MATERIAL FOR THIS TASK
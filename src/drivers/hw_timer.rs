//! Instrument tick timer using ESP-IDF's esp_timer API.
//!
//! A periodic timer fires every [`TIMER_RESOLUTION_US`], bumps a lock-free
//! pending-tick counter and notifies the task that started it. That task
//! blocks in [`wait_for_tick`] between ticks, drains the counter and calls
//! [`FloppyDrives::tick`](crate::instrument::FloppyDrives::tick) once per
//! pending tick, so all drive state stays in the single main-loop context
//! and the idle task still gets to run. On simulation targets the timer is
//! not started and ticks are recorded by hand.
//!
//! [`TIMER_RESOLUTION_US`]: crate::config::TIMER_RESOLUTION_US

use core::sync::atomic::{AtomicU32, Ordering};

#[cfg(target_os = "espidf")]
use esp_idf_svc::sys::*;

#[cfg(target_os = "espidf")]
use log::info;

#[cfg(target_os = "espidf")]
use core::sync::atomic::AtomicPtr;

use crate::error::Error;

static PENDING_TICKS: AtomicU32 = AtomicU32::new(0);

/// Task woken on every tick; null until [`start_timer`] runs.
#[cfg(target_os = "espidf")]
static TICK_TASK: AtomicPtr<tskTaskControlBlock> = AtomicPtr::new(core::ptr::null_mut());

/// Record one elapsed timer period. Safe from the timer task.
pub fn record_tick() {
    PENDING_TICKS.fetch_add(1, Ordering::Relaxed);
}

/// Take every tick recorded since the last call.
pub fn take_pending_ticks() -> u32 {
    PENDING_TICKS.swap(0, Ordering::AcqRel)
}

#[cfg(target_os = "espidf")]
unsafe extern "C" fn tick_cb(_arg: *mut core::ffi::c_void) {
    record_tick();
    let task = TICK_TASK.load(Ordering::Acquire);
    if !task.is_null() {
        // SAFETY: the handle belongs to the task that started the timer,
        // which lives for the lifetime of the firmware.
        unsafe {
            let _ = esp_idf_hal::task::notify(task, core::num::NonZeroU32::MIN);
        }
    }
}

/// Start the periodic instrument tick.
///
/// The calling task is the one woken by [`wait_for_tick`].
#[cfg(target_os = "espidf")]
pub fn start_timer() -> Result<(), Error> {
    use crate::config::TIMER_RESOLUTION_US;

    let task = esp_idf_hal::task::current().ok_or(Error::Init("tick timer needs a task context"))?;
    TICK_TASK.store(task, Ordering::Release);

    let args = esp_timer_create_args_t {
        callback: Some(tick_cb),
        arg: core::ptr::null_mut(),
        dispatch_method: esp_timer_dispatch_t_ESP_TIMER_TASK,
        name: c"floppy_tick".as_ptr(),
        skip_unhandled_events: true,
    };
    let mut handle: esp_timer_handle_t = core::ptr::null_mut();

    // SAFETY: `args` outlives the call and `handle` is a valid out-pointer.
    // The callback only touches atomics and notifies a live task. The handle
    // is never deleted, so the timer runs for the lifetime of the firmware.
    unsafe {
        if esp_timer_create(&args, &mut handle) != ESP_OK as esp_err_t {
            return Err(Error::Init("tick timer create failed"));
        }
        if esp_timer_start_periodic(handle, TIMER_RESOLUTION_US) != ESP_OK as esp_err_t {
            return Err(Error::Init("tick timer start failed"));
        }
    }

    info!("hw_timer: tick every {} us", TIMER_RESOLUTION_US);
    Ok(())
}

/// Block the calling task until the tick timer fires.
#[cfg(target_os = "espidf")]
pub fn wait_for_tick() {
    let _ = esp_idf_hal::task::wait_notification(esp_idf_hal::delay::BLOCK);
}

#[cfg(not(target_os = "espidf"))]
pub fn start_timer() -> Result<(), Error> {
    log::info!("hw_timer(sim): timer not started, ticks are recorded manually");
    Ok(())
}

YOUR ASSIGNMENT
Show all lines above that contain "started".

ANSWER TO THIS PROBLEM
//! pending-tick counter and notifies the task that started it. That task
//! not started and ticks are recorded by hand.
        // SAFETY: the handle belongs to the task that started the timer,
    log::info!("hw_timer(sim): timer not started, ticks are recorded manually");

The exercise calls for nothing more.